Lc 24, 46-53
"En aquel tiempo, Jesús se apareció a sus discípulos y les dijo: "Está escrito que el Mesías tenía que padecer y había de resucitar de entre los muertos al tercer día, y que en su nombre se había de predicar a todas las naciones, comenzando por Jerusalén, la necesidad de volverse a Dios para el perdón de los pecados. Ustedes son testigos de esto. Ahora yo les voy a enviar al que mi Padre les prometió. Permanezcan, pues, en la ciudad, hasta que reciban la fuerza de lo alto".
Después salió con ellos fuera de la ciudad, hacia un lugar cercano a Betania; levantando las manos, los bendijo, y mientras los bendecía, se fue apartando de ellos y elevándose al cielo. Ellos, después de adorarlo, regresaron a Jerusalén, llenos de gozo, y permanecían constantemente en el templo, alabando a Dios"
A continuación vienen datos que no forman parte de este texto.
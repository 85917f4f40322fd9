//! Admission checks for handlers that pick their policy explicitly.

use crate::backend::{AdmissionInput, AdmissionOutput, Backend, CounterStore, Decision};
use crate::middleware::builder::rate_limited_response;
use crate::policy::{PolicyName, PolicySet};
use actix_web::http::StatusCode;
use actix_web::{HttpResponse, ResponseError};
use std::fmt::Display;
use std::sync::Arc;
use thiserror::Error;

#[derive(Debug, Error)]
pub enum AdmissionError {
    #[error("Rate limit exceeded for the {policy} policy")]
    RateLimited {
        policy: PolicyName,
        output: AdmissionOutput,
    },
    #[error("Rate limiter unavailable for the {policy} policy: {reason}")]
    Unavailable { policy: PolicyName, reason: String },
}

impl ResponseError for AdmissionError {
    fn status_code(&self) -> StatusCode {
        match self {
            AdmissionError::RateLimited { .. } => StatusCode::TOO_MANY_REQUESTS,
            AdmissionError::Unavailable { .. } => StatusCode::SERVICE_UNAVAILABLE,
        }
    }

    fn error_response(&self) -> HttpResponse {
        match self {
            AdmissionError::RateLimited { output, .. } => rate_limited_response(output),
            AdmissionError::Unavailable { .. } => HttpResponse::ServiceUnavailable().finish(),
        }
    }
}

/// Applies the [PolicySet] to identifiers through a [CounterStore].
///
/// The middleware covers the policy chosen by path; endpoints with stricter limits call
/// [admit](Self::admit) themselves before doing any work:
///
/// ```no_run
/// # use actix_web::{post, web, HttpRequest, HttpResponse};
/// # use draworld_admission::backend::memory::InMemoryBackend;
/// # use draworld_admission::identifier::IdentifierResolver;
/// # use draworld_admission::policy::PolicyName;
/// # use draworld_admission::{AdmissionController, AdmissionError};
/// #[post("/api/video/generate")]
/// async fn generate(
///     req: HttpRequest,
///     admission: web::Data<AdmissionController<InMemoryBackend>>,
/// ) -> Result<HttpResponse, AdmissionError> {
///     let identifier = IdentifierResolver::new().resolve(&req, None);
///     admission.admit(&identifier, PolicyName::VideoGeneration).await?;
///     Ok(HttpResponse::Accepted().finish())
/// }
/// ```
#[derive(Clone)]
pub struct AdmissionController<B> {
    backend: B,
    policies: Arc<PolicySet>,
}

impl<B> AdmissionController<B>
where
    B: CounterStore,
    B::Error: Display,
{
    pub fn new(backend: B, policies: PolicySet) -> Self {
        Self {
            backend,
            policies: Arc::new(policies),
        }
    }

    pub fn policies(&self) -> &PolicySet {
        &self.policies
    }

    pub fn backend(&self) -> &B {
        &self.backend
    }

    /// Count one request from `identifier` under `policy`.
    ///
    /// A denied request is a normal result, not an error; errors only come from the store.
    pub async fn is_allowed(
        &self,
        identifier: &str,
        policy: PolicyName,
    ) -> Result<(Decision, AdmissionOutput), B::Error> {
        debug_assert!(!identifier.is_empty(), "identifier must not be empty");
        let input = AdmissionInput::new(policy, *self.policies.get(policy), identifier);
        self.backend.request(input).await
    }

    /// Like [is_allowed](Self::is_allowed), but turns a denial into an [AdmissionError] that
    /// renders as the `429` response.
    ///
    /// When the store fails the policy's recommended fail mode applies: fail-open policies
    /// are admitted with no output, fail-closed ones are refused with
    /// [AdmissionError::Unavailable].
    pub async fn admit(
        &self,
        identifier: &str,
        policy: PolicyName,
    ) -> Result<Option<AdmissionOutput>, AdmissionError> {
        match self.is_allowed(identifier, policy).await {
            Ok((Decision::Allowed, output)) => Ok(Some(output)),
            Ok((Decision::Denied, output)) => {
                log::debug!("Rate limit exceeded for {identifier} under the {policy} policy");
                Err(AdmissionError::RateLimited { policy, output })
            }
            Err(e) if policy.recommended_fail_open() => {
                log::warn!("Rate limiter failed: {e}, allowing the request anyway");
                Ok(None)
            }
            Err(e) => {
                log::error!("Rate limiter failed: {e}");
                Err(AdmissionError::Unavailable {
                    policy,
                    reason: e.to_string(),
                })
            }
        }
    }

    /// Start a fresh window for `identifier`, e.g. when an admin lifts a block.
    pub async fn reset(&self, identifier: &str, policy: PolicyName) -> Result<(), B::Error> {
        self.backend.remove_key(policy, identifier).await
    }

    /// Remove counters whose window has ended.
    pub async fn cleanup(&self) -> Result<usize, B::Error> {
        self.backend.cleanup().await
    }
}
Al escribir sobre la ascensión del Señor, el evangelista Lucas nos deja claro que Jesús es el Mesías anunciado por los profetas en la tradición judía. No es pues algo inesperado, sino, precisamente lo contrario, Jesús es el esperado y en él se ha cumplido el designio de Dios. "El Mesías tenía que padecer", dice, no porque así lo quisiera el Padre, sino porque era la consecuensia de anunciar el reinado de justicia y paz. Pero el designio de Dios Padre no era dejar al Mesías en el sepulcro, sino resucitarlo, para que viva junto a Él como signo de que, quienes crean en Cristo, puedan compartir también con él la gloria de la resurrección. Todos los afligidos, los sufrientes, los perseguidos, los marginados, pueden ahora mirar confiados al cielo sabiendo que allí se encuentra uno que vivió y sufrió como nosotros. Es en su nombre que podemos anunciar el reino como algo verdadero. No somos testigos de algo que nunca ha ocurrido, de una hipósteis elaborada que espaculamos ocurrirá alguna vez, sino que somos testigos del poder de DIos manifestado en Cristo Jesús, resucitado y elevado al cielo. Decir que Cristo ha subido al cielo es reconocerlo como Señor y Dios nuestro, por eso los discípulos lo adoran y vuelven a sus quehacers cotidianos pero con la encomienda de orar y de esperar que la fuerza del Espíritu Santo les dé el valor de anunciarlo desde Jerusalén a todas las naciones.
Pidamos al Señor que, con su Espíritu, nos haga valientes testigos de su palabra, de su misterio para que podamos sembrar el reino en nuestro corazón, en nuestras familias, en nuestra comunidad y en el mundo entero.